* _Requirement_
In the records that follow, find each line with "StateAccessor" and pull it out.

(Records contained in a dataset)
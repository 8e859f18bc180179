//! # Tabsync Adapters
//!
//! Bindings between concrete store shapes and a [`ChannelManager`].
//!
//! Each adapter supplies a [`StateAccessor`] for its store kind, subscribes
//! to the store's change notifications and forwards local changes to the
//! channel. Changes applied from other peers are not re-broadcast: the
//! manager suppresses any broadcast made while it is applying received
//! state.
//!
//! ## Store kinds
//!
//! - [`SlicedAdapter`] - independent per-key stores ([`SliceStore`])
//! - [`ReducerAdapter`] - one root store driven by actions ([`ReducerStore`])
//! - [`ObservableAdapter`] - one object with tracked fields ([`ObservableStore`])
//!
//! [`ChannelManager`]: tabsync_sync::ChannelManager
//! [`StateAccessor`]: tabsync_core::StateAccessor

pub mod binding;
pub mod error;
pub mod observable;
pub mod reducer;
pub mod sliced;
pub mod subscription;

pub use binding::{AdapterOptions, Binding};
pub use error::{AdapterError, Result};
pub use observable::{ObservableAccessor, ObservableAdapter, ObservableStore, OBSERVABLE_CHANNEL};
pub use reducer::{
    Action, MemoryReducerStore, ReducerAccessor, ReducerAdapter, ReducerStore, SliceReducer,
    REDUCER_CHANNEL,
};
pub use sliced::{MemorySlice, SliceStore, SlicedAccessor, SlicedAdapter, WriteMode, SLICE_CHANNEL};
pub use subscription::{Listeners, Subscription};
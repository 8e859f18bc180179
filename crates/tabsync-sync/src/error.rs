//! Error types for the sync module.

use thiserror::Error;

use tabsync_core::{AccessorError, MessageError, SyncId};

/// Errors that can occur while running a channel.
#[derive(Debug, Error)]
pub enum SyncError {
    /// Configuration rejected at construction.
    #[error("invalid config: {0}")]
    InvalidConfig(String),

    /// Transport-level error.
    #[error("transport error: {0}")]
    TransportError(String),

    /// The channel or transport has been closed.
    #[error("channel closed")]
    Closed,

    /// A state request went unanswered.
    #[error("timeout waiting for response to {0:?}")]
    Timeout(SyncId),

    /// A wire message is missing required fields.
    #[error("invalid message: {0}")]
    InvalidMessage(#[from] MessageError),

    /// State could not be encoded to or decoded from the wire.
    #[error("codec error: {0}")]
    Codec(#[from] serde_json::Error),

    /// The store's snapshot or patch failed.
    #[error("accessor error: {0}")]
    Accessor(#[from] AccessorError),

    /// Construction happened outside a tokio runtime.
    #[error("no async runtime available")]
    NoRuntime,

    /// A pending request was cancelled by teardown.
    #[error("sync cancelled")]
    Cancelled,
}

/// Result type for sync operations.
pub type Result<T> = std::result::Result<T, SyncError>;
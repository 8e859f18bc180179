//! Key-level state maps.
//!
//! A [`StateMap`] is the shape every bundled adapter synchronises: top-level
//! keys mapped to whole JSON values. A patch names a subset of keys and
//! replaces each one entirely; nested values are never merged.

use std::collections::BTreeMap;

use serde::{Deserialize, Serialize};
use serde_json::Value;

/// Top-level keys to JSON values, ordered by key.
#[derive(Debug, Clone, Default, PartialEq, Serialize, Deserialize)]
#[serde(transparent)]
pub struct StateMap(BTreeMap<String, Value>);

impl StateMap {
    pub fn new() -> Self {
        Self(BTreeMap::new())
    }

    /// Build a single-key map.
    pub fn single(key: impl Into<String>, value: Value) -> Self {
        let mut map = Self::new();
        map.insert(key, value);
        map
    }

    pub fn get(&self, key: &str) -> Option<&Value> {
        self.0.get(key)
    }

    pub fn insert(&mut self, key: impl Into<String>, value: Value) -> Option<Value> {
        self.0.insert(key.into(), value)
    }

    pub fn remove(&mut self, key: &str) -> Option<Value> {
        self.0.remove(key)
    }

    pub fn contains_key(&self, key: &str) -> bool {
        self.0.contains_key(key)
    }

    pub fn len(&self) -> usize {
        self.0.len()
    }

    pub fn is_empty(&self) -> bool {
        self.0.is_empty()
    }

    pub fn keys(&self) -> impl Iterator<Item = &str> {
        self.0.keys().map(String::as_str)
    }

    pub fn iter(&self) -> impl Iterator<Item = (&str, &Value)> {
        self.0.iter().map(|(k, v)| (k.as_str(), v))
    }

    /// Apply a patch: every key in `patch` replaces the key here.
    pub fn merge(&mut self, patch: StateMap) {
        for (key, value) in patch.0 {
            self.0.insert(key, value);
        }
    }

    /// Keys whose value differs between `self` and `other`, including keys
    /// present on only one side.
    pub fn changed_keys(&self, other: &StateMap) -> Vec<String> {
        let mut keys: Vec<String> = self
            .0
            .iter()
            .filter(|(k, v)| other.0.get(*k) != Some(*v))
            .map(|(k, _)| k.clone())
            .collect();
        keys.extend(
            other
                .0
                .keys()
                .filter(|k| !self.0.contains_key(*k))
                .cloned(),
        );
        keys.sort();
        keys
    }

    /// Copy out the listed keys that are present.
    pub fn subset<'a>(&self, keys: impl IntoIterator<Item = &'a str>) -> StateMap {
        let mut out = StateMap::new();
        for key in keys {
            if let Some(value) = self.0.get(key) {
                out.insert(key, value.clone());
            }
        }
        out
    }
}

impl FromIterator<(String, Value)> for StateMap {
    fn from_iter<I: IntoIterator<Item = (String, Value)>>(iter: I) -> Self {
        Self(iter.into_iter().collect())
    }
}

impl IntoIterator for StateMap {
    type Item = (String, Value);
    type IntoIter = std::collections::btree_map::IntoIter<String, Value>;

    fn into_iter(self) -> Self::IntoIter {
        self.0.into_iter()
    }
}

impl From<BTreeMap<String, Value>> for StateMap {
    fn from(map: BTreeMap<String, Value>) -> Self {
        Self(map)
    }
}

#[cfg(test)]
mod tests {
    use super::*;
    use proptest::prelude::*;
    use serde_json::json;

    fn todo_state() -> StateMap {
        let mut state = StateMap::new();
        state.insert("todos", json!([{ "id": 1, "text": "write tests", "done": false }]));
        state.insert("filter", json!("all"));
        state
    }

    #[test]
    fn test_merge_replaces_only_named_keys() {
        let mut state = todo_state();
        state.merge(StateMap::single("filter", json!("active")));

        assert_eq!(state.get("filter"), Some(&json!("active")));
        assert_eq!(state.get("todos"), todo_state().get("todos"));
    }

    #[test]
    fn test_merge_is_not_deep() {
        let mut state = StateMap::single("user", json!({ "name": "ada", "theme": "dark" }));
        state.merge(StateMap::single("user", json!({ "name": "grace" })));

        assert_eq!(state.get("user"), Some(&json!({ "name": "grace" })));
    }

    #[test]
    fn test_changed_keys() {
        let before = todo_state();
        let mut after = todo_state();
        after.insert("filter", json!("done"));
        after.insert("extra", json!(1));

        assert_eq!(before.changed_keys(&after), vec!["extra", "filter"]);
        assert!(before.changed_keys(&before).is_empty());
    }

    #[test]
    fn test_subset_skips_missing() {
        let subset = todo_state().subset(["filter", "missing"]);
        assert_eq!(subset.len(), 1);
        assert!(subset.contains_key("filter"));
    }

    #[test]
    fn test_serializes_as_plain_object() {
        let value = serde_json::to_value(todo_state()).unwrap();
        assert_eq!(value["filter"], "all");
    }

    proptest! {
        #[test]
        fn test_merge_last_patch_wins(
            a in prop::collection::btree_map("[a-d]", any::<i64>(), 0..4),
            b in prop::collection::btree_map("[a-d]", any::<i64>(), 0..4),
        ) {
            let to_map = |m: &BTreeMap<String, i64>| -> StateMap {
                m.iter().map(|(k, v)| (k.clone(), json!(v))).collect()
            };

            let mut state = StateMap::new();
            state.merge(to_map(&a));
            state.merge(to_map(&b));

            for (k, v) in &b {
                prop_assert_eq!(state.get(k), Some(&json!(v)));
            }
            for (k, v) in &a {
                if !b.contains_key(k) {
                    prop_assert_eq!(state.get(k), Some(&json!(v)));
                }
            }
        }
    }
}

* _Result of the exercise_
//! Each adapter supplies a [`StateAccessor`] for its store kind, subscribes
//! [`StateAccessor`]: tabsync_core::StateAccessor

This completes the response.